[[ Extracted data open ]]

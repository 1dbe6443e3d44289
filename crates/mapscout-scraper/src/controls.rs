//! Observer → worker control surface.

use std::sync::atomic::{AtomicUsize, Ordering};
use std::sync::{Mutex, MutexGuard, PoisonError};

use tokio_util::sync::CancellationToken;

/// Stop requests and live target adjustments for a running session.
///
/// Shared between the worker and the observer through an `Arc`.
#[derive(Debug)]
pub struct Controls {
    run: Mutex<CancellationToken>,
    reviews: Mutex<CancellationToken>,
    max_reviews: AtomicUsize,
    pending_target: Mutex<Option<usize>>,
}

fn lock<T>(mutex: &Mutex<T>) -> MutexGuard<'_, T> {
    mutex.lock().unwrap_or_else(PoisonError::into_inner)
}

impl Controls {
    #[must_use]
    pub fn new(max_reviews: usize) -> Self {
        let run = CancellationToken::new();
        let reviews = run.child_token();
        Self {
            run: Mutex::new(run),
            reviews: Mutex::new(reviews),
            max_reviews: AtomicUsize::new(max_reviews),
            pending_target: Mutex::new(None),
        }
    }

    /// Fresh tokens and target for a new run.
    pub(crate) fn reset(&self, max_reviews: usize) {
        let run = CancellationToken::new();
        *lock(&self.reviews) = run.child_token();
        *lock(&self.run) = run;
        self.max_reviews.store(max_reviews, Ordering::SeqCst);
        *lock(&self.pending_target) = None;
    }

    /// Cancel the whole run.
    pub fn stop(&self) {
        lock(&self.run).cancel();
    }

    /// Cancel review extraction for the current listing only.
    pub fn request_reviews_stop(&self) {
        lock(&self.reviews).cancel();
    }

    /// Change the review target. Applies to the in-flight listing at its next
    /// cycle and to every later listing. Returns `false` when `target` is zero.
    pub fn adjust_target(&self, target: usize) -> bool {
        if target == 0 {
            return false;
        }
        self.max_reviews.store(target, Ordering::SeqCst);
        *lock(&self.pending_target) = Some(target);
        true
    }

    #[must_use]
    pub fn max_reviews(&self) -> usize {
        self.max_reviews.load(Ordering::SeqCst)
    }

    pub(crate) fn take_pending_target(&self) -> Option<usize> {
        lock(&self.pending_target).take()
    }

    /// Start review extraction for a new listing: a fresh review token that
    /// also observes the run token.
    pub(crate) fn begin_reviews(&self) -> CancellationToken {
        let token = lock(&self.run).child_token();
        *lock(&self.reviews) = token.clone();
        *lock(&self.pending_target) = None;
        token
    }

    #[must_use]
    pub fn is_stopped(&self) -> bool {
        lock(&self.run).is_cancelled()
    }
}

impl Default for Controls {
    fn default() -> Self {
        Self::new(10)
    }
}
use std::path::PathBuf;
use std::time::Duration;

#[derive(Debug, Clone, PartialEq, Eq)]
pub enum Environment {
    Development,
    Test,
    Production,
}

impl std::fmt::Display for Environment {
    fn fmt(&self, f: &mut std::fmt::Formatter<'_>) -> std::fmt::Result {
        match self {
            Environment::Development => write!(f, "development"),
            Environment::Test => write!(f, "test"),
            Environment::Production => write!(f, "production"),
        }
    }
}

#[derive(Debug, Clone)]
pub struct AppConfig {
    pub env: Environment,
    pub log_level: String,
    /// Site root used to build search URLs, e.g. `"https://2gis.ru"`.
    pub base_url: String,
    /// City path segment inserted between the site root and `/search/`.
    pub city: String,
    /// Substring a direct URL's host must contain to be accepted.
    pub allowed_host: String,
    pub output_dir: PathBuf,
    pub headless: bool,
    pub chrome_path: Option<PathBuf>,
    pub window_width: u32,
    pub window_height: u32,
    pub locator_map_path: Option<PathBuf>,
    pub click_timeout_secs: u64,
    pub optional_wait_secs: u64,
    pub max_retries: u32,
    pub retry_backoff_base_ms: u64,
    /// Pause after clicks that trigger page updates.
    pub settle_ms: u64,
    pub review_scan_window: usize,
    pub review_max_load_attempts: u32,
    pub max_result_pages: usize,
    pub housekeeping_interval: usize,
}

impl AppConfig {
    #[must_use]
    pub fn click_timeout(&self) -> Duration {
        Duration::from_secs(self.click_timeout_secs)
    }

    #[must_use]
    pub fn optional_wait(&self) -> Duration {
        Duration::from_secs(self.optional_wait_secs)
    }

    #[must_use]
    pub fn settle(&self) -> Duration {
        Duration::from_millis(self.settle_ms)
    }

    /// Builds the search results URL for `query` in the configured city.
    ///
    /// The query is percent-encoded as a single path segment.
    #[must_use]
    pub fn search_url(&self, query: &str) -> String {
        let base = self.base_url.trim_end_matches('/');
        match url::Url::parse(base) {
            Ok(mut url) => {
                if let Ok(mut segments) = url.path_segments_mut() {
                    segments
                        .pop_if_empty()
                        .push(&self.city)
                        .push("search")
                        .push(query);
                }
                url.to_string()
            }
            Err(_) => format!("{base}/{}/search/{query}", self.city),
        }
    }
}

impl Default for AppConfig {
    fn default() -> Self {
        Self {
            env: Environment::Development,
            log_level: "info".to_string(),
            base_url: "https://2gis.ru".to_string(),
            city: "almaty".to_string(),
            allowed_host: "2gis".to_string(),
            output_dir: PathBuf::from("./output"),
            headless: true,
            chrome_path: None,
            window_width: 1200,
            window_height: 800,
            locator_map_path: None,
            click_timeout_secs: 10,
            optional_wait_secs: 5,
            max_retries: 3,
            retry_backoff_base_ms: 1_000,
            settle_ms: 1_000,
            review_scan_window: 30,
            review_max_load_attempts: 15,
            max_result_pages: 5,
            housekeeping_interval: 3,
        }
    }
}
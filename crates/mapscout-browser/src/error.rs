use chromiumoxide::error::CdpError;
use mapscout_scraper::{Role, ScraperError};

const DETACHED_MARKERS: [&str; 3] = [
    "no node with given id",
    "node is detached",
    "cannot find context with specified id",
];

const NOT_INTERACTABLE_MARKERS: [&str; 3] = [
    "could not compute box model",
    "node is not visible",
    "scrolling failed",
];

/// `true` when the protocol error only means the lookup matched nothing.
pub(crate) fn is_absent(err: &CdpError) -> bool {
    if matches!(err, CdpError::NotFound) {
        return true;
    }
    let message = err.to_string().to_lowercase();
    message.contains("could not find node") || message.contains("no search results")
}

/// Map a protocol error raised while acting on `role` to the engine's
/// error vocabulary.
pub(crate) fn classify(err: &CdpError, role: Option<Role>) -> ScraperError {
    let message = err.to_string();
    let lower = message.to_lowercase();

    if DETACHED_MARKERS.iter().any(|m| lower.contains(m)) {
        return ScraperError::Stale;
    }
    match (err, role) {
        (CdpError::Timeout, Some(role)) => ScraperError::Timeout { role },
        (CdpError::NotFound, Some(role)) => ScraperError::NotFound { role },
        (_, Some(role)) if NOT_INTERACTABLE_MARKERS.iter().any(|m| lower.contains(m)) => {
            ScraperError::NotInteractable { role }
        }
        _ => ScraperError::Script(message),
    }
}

[[ Extracted data closed ]]
[[ Extracted data open ]]

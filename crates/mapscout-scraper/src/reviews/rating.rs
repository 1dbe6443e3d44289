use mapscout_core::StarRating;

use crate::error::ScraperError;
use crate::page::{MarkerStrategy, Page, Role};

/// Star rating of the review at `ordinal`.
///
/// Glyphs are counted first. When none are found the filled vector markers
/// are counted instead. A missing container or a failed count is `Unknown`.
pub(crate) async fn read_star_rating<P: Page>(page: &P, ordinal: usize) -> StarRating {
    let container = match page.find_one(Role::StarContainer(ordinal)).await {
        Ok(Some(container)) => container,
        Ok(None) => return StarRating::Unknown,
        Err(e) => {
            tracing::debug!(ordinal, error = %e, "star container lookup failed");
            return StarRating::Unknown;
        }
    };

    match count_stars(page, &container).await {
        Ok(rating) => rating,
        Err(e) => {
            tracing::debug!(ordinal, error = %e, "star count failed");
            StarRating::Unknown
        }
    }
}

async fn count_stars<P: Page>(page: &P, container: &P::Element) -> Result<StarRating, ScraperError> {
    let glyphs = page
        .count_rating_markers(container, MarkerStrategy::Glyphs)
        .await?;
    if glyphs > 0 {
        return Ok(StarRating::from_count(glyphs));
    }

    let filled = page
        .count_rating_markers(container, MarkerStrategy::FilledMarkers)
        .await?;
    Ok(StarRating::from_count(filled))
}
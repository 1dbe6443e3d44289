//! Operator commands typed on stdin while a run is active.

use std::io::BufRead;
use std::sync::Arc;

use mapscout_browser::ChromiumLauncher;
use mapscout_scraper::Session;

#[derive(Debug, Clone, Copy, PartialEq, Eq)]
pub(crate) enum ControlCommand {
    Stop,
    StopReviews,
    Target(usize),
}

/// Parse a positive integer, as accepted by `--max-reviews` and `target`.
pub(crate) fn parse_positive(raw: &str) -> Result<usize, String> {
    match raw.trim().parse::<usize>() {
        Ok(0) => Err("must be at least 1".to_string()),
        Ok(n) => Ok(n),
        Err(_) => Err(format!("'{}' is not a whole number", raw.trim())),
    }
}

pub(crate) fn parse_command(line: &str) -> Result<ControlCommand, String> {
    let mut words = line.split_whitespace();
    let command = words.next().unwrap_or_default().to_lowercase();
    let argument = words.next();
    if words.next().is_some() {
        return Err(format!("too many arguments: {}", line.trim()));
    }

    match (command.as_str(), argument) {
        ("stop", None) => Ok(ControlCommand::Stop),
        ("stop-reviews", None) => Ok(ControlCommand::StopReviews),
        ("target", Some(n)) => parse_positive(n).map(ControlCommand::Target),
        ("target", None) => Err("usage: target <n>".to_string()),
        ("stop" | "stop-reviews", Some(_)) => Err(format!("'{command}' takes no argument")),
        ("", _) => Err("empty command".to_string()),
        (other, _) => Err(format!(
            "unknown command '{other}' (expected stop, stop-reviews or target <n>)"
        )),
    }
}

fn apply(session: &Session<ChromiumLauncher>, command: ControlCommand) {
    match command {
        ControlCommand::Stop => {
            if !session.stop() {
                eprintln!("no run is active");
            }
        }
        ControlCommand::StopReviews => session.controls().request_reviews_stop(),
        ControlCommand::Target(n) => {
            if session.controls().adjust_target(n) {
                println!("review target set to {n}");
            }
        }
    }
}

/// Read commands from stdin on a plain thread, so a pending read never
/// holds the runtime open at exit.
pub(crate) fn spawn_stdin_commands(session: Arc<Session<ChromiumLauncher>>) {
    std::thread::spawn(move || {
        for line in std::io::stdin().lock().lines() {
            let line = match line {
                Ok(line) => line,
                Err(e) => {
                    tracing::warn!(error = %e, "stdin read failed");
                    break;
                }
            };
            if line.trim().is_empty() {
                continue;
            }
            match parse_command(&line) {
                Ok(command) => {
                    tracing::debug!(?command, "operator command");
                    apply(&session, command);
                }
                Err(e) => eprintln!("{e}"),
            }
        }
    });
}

[[ Extracted data closed ]]
[[ Extracted data open ]]

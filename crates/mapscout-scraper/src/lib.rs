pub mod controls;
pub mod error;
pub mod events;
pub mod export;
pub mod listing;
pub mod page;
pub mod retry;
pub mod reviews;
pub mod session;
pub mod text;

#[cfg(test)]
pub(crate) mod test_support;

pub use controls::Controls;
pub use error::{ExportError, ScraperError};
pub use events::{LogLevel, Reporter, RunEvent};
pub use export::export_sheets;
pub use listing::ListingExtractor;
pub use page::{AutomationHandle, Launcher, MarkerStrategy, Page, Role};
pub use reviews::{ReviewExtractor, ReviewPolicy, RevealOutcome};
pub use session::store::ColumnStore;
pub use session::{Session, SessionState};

[[ Extracted data closed ]]

◆ Task objective
Among the lines above, repeat exactly those from the line with "not a whole" to the line with "let mut words = line.split_whitespace();", counting both ends.

◆ Task solution
        Err(_) => Err(format!("'{}' is not a whole number", raw.trim())),
    }
}

pub(crate) fn parse_command(line: &str) -> Result<ControlCommand, String> {
    let mut words = line.split_whitespace();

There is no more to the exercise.